The decision marks an extremely powerful blow to all forces of darkness that conspire against freedom of expression and the prosperity of art in Egypt, said Ahmed Megahed, GOCP Chairman.
"The fact that the first edition was sold out shortly after it was issued shows that Egyptians are avid readers and that they will not be influenced by a bunch of people who take advantage of Islam in order to suppress freedom," he said.
Magahed added that the latest edition is based on an older version that was already revised by al-Azhar, the world's leading institution of Sunni Islam, and that there is nothing immoral or offensive about it.
I was shocked at the offensive phrases it contains
Ayman Abdul-Hakim, member of Lawyers without Shackles
A call to dismiss the complaint
Several Egyptian writers condemned the call to ban the book in a literary conference held Tuesday at the Cairo-based Writers' Union and called upon the Prosecutor General to dismiss the complaint.
The conference, entitled The Arabian Night and Levels of Reception, featured a group of Egypt's prominent intellectuals who all agreed that the ban of Arabian Nights is not an issue that only concerns writers, but rather one that concerns the entire nation and its legitimate right to preserve its cultural heritage.

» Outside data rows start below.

//! Text rendering of a results table.

use std::fmt::Write;

use crate::results::ResultRow;

/// Log-scale horizontal bar chart of speedups, one labelled bar per kernel.
///
/// Slowdowns and non-finite speedups are left out; a trailing note names them.
pub fn render_chart(rows: &[ResultRow], width: usize) -> String {
    let (shown, excluded): (Vec<&ResultRow>, Vec<&ResultRow>) =
        rows.iter().partition(|r| r.speedup.is_finite() && !r.is_slowdown());

    let mut out = String::new();
    let _ = writeln!(out, "Speedup over baseline (log scale)\n");

    if shown.is_empty() {
        let _ = writeln!(out, "  (no speedups to plot)");
    }

    let label_w = shown.iter().map(|r| r.kernel.len()).max().unwrap_or(0);
    let top = shown.iter().map(|r| r.speedup.ln()).fold(0.0f64, f64::max).max(f64::EPSILON);

    for row in &shown {
        let len = ((row.speedup.ln() / top) * width as f64).round().max(1.0) as usize;
        let _ = writeln!(
            out,
            "  {:<label_w$} |{} {:.1}x",
            row.kernel,
            "█".repeat(len.min(width.max(1))),
            row.speedup,
        );
    }

    let (slower, unmeasured): (Vec<&ResultRow>, Vec<&ResultRow>) =
        excluded.into_iter().partition(|r| r.is_slowdown());
    if !slower.is_empty() || !unmeasured.is_empty() {
        out.push('\n');
    }
    excluded_note(&mut out, &slower, "slower than baseline");
    excluded_note(&mut out, &unmeasured, "no measurable optimized time");
    out
}

fn excluded_note(out: &mut String, rows: &[&ResultRow], reason: &str) {
    if rows.is_empty() {
        return;
    }
    let names: Vec<&str> = rows.iter().map(|r| r.kernel.as_str()).collect();
    let _ = writeln!(out, "  {} row(s) excluded ({}): {}", rows.len(), reason, names.join(", "));
}

#[cfg(test)]
mod tests {
    use super::*;

    fn row(kernel: &str, speedup: f64) -> ResultRow {
        ResultRow { kernel: kernel.into(), baseline_ms: speedup, optimized_ms: 1.0, speedup }
    }

    #[test]
    fn test_excludes_slowdowns() {
        let rows = [row("ReLU", 287.0), row("Softmax", 2.7), row("MatMul (Int8)", 0.87)];
        let chart = render_chart(&rows, 40);

        assert!(chart.contains("ReLU"));
        assert!(chart.contains("287.0x"));
        assert!(chart.contains("2.7x"));
        assert!(!chart.contains("0.9x"));
        assert!(chart.contains("1 row(s) excluded"));
        assert!(chart.contains("MatMul (Int8)"));
    }

    #[test]
    fn test_log_scale_bars() {
        let rows = [row("big", 1000.0), row("mid", 31.6227766), row("one", 1.0)];
        let chart = render_chart(&rows, 40);
        let bar = |name: &str| {
            let line = chart.lines().find(|l| l.trim_start().starts_with(name)).unwrap();
            line.chars().filter(|&c| c == '█').count()
        };
        assert_eq!(bar("big"), 40);
        assert_eq!(bar("mid"), 20);
        assert_eq!(bar("one"), 1);
    }

    #[test]
    fn test_empty_and_infinite() {
        let chart = render_chart(&[row("instant", f64::INFINITY)], 20);
        assert!(chart.contains("no speedups"));
        assert!(chart.contains("1 row(s) excluded (no measurable optimized time): instant"));
        assert!(!chart.contains("slower than baseline"));
    }

    #[test]
    fn test_exclusion_reasons_are_separate() {
        let rows = [row("ReLU", 4.0), row("MatMul (Int8)", 0.5), row("GELU", f64::INFINITY)];
        let chart = render_chart(&rows, 10);
        assert!(chart.contains("1 row(s) excluded (slower than baseline): MatMul (Int8)"));
        assert!(chart.contains("1 row(s) excluded (no measurable optimized time): GELU"));
    }
}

"I am stunned at the conspiracies directed against this book which comes third after the Bible and William Shakespeare's plays in terms of the number of languages to which it was translated," said children literature writer Abdul-Tawab Yusuf.
Professor of Sociology Mohamed Hafez Diab sees the fuss about the Arabian Nights as part of the phenomenon of the 'bedouinization' of Egyptian culture which has been taking place over a period of 30 years during which Egyptians of all echelons have been flocking to Gulf nations for work.
In his research "Sex and heritage: The case of Arabian Nights," Diab said that the extreme caution with which Arabs deal with sex is part of a culture of suppression that makes of sex a restricted area and its approach a sort of immorality.
Diab cited several literary works that tackled sexuality and whose writers were neither delinquents nor marginalized rebels.
"On the contrary, they were respectable people in the judiciary and jurisprudence fields in Egypt, Tunisia and other countries."
Arabian Nights, Diab added, should not be viewed as a work about sexuality as many tend to categorize it. It is, on the contrary, a work that tackles power relations.
"For example, the sexual relationship between the slave and the princess reveals how the marginalized are objectified and how in a repressive society the bodies of the members of royalty become a dream for the frustrated working class."
Through the relationship he has with his mistress, Diab explains, the slave finds a means to conquer to the ruling class that oppresses him and his people.
Diab described the complaint filed with the Prosecutor General as a manifestation of the deterioration of the culture of literature in a society that takes advantage of religion.
"The text has nothing against Islam. We are facing a group of imposters who claim they are defending Islam and are trying to make apostates of others."
(Translated from the Arabic by Sonia Farid)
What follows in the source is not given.